Why Hair Loss Treatment Is Overpriced
Denser · February 10, 2026
The Markup Problem
Walk into any telehealth hair loss company's website and you will find finasteride priced at $30-75 per month, often bundled into proprietary-sounding formulations. The reality? Generic finasteride costs pharmacies approximately $0.10-0.30 per tablet to source. That means a monthly supply costing $3-9 at wholesale is being sold to consumers at a 5-25x markup. The same pattern applies to minoxidil, where a year's supply can be manufactured for under $20 but retails for $180-480 through branded channels.
How Companies Justify the Price
Telehealth hair loss companies use several tactics to justify inflated pricing. Custom compounding creates the illusion of a proprietary formula — combining finasteride and minoxidil into a single topical application, for example — even though using them separately is equally effective and far cheaper.

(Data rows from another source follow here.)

use std::sync::atomic::{AtomicBool, AtomicU32, Ordering};

use parking_lot::RwLock;

use crate::common::{FrameId, PageId, INVALID_PAGE_ID, PAGE_SIZE};

/// FrameHeader manages a single buffer frame in the buffer pool.
/// It stores metadata about the frame and the actual page data.
pub struct FrameHeader {
    /// The frame ID (index in the buffer pool)
    frame_id: FrameId,
    /// The page ID stored in this frame (INVALID_PAGE_ID if empty)
    page_id: RwLock<PageId>,
    /// Pin count - number of guards currently referencing this frame
    pin_count: AtomicU32,
    /// Whether the page has been modified since being read from disk
    is_dirty: AtomicBool,
    /// The actual page data, behind the per-page latch
    pub(crate) data: RwLock<Box<[u8; PAGE_SIZE]>>,
}

impl FrameHeader {
    /// Creates a new FrameHeader for the given frame ID.
    pub fn new(frame_id: FrameId) -> Self {
        Self {
            frame_id,
            page_id: RwLock::new(INVALID_PAGE_ID),
            pin_count: AtomicU32::new(0),
            is_dirty: AtomicBool::new(false),
            data: RwLock::new(Box::new([0u8; PAGE_SIZE])),
        }
    }

    pub fn frame_id(&self) -> FrameId {
        self.frame_id
    }

    pub fn page_id(&self) -> PageId {
        *self.page_id.read()
    }

    pub fn set_page_id(&self, page_id: PageId) {
        *self.page_id.write() = page_id;
    }

    pub fn pin_count(&self) -> u32 {
        self.pin_count.load(Ordering::Acquire)
    }

    /// Increments the pin count and returns the new value.
    pub fn pin(&self) -> u32 {
        self.pin_count.fetch_add(1, Ordering::AcqRel) + 1
    }

    /// Decrements the pin count and returns the new value.
    /// Returns None if the pin count was already 0.
    pub fn unpin(&self) -> Option<u32> {
        loop {
            let current = self.pin_count.load(Ordering::Acquire);
            if current == 0 {
                return None;
            }
            if self
                .pin_count
                .compare_exchange(current, current - 1, Ordering::AcqRel, Ordering::Relaxed)
                .is_ok()
            {
                return Some(current - 1);
            }
        }
    }

    pub fn is_dirty(&self) -> bool {
        self.is_dirty.load(Ordering::Acquire)
    }

    pub fn set_dirty(&self, dirty: bool) {
        self.is_dirty.store(dirty, Ordering::Release);
    }

    /// Copies data from the given slice into the frame.
    pub fn copy_from(&self, data: &[u8]) {
        assert_eq!(data.len(), PAGE_SIZE);
        let mut guard = self.data.write();
        guard.copy_from_slice(data);
    }

    /// Copies data from the frame into the given slice.
    pub fn copy_to(&self, data: &mut [u8]) {
        assert_eq!(data.len(), PAGE_SIZE);
        let guard = self.data.read();
        data.copy_from_slice(&**guard);
    }

    /// Resets the frame to its initial state.
    pub fn reset(&self) {
        *self.page_id.write() = INVALID_PAGE_ID;
        self.pin_count.store(0, Ordering::Release);
        self.is_dirty.store(false, Ordering::Release);
        self.data.write().fill(0);
    }
}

Subscription models with sleek packaging and branding create perceived value that obscures the actual drug cost. And the consultation fees, often rolled into the subscription price, are for brief questionnaire-based reviews, not comprehensive medical evaluations.
The Pharmacy Arbitrage
One of the most effective ways to reduce costs is to use a standard pharmacy rather than the telehealth company's bundled fulfillment. A prescription for generic finasteride 1mg filled at a local pharmacy with a GoodRx coupon typically costs $8-15 for a 90-day supply. Generic minoxidil 5% solution is available over the counter for $15-25 for a 3-month supply at most retailers. Combined, an effective hair loss regimen can cost under $15 per month — a fraction of what most branded services charge.
What You Are Actually Paying For
To be fair, telehealth companies do provide genuine services: physician consultation, treatment monitoring, and convenient delivery. But these services do not justify the 5-10x markup over generic medication costs. At Denser, we believe you should know exactly what you are paying for. Our pricing reflects a fair margin on genuine medication costs plus transparent consultation fees — no hidden markups, no proprietary mystique around commodity generics.
The Bottom Line
Hair loss treatment does not need to be expensive. The active ingredients are well-understood, widely available, and inexpensive to produce. When evaluating any hair loss service, ask yourself: am I paying for the medication, or am I paying for the marketing? Informed consumers can access the same evidence-based treatments at a fraction of the cost by understanding the economics behind the industry.